'''
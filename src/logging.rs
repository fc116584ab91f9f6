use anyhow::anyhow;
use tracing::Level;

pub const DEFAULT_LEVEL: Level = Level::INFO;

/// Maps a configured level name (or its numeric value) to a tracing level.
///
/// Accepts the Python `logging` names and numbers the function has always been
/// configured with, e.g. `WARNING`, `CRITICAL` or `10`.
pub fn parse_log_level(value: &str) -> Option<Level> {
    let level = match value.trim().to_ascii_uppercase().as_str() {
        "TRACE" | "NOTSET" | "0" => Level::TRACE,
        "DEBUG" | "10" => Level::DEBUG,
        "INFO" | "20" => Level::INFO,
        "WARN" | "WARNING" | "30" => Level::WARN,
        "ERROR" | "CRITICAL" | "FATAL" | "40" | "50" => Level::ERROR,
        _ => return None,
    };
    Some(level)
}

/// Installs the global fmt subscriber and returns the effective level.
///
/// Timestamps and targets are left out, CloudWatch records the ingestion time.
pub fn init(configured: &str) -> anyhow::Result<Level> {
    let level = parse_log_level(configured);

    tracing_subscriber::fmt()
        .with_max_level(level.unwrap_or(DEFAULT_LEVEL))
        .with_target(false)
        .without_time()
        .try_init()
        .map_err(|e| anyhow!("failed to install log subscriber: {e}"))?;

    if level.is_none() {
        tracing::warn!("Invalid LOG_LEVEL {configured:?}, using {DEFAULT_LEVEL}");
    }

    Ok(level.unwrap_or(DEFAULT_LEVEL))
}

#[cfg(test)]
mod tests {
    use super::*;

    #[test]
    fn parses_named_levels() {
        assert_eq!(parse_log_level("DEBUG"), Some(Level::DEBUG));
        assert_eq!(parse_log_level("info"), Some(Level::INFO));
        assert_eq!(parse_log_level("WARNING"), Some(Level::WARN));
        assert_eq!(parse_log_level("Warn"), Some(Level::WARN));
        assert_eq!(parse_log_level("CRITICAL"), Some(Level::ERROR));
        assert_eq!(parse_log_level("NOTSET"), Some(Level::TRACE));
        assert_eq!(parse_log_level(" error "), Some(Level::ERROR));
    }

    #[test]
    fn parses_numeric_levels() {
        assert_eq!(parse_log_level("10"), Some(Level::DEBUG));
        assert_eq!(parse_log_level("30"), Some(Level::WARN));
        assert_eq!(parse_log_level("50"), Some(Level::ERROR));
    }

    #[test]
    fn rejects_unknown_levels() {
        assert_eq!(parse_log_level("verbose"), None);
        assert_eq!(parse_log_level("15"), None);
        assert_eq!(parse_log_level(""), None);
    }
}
'''
'''
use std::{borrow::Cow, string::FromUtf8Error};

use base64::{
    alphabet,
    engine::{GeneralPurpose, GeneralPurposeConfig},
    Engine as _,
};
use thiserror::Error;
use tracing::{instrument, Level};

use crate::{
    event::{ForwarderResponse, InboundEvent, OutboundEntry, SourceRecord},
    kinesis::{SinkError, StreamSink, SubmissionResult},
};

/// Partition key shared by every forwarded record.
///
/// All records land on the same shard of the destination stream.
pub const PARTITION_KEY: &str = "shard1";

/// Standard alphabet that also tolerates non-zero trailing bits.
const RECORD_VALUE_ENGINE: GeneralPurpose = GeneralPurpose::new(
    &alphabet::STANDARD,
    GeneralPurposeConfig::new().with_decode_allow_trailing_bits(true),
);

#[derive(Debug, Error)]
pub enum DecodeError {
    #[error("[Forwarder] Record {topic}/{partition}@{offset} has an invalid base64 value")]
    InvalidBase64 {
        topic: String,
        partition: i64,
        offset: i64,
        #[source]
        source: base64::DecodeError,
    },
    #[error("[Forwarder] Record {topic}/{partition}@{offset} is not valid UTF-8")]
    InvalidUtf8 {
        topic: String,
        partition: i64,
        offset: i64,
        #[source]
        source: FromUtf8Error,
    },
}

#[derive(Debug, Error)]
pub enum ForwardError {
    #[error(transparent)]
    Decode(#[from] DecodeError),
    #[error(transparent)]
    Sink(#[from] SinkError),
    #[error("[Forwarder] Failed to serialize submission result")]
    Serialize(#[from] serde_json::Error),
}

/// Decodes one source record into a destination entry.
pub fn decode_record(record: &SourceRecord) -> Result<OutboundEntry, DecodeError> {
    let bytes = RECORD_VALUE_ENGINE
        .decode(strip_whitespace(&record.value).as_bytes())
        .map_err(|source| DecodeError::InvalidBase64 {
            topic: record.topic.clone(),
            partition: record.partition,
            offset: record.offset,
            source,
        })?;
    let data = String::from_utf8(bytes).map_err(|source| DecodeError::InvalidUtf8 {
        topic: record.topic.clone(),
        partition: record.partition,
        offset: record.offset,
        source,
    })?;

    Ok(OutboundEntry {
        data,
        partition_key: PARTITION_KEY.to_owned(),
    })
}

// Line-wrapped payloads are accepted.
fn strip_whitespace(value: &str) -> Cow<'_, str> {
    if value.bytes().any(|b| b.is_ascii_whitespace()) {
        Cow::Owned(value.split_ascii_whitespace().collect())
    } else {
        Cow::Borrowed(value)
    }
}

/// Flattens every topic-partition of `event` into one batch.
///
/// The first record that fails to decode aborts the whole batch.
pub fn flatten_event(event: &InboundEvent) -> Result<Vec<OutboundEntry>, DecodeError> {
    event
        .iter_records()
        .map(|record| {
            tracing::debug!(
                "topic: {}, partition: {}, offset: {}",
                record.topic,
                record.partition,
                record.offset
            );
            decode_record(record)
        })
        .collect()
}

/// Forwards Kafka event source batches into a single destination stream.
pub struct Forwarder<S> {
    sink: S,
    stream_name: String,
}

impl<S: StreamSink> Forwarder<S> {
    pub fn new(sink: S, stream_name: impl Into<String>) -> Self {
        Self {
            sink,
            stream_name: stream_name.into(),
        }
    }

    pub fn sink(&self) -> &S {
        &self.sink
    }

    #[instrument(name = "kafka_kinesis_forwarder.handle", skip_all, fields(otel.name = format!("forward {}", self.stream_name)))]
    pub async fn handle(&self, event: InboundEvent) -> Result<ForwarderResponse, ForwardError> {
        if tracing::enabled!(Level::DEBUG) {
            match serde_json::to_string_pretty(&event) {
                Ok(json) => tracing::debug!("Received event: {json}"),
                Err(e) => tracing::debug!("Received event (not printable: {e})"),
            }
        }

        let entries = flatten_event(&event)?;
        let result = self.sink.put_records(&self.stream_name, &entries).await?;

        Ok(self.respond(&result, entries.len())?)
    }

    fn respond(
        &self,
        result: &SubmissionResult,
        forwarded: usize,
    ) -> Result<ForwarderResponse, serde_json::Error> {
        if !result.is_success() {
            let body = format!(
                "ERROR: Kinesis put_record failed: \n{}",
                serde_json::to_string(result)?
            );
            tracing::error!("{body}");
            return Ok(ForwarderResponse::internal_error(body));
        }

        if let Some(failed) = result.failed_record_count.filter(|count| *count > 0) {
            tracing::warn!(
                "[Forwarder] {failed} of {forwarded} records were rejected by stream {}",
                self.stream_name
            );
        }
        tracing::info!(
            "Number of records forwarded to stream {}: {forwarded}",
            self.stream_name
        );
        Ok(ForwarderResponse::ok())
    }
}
'''
Directions:
Please give only the number of lines in the listing that hold the word "entries".

Solution to this task:
3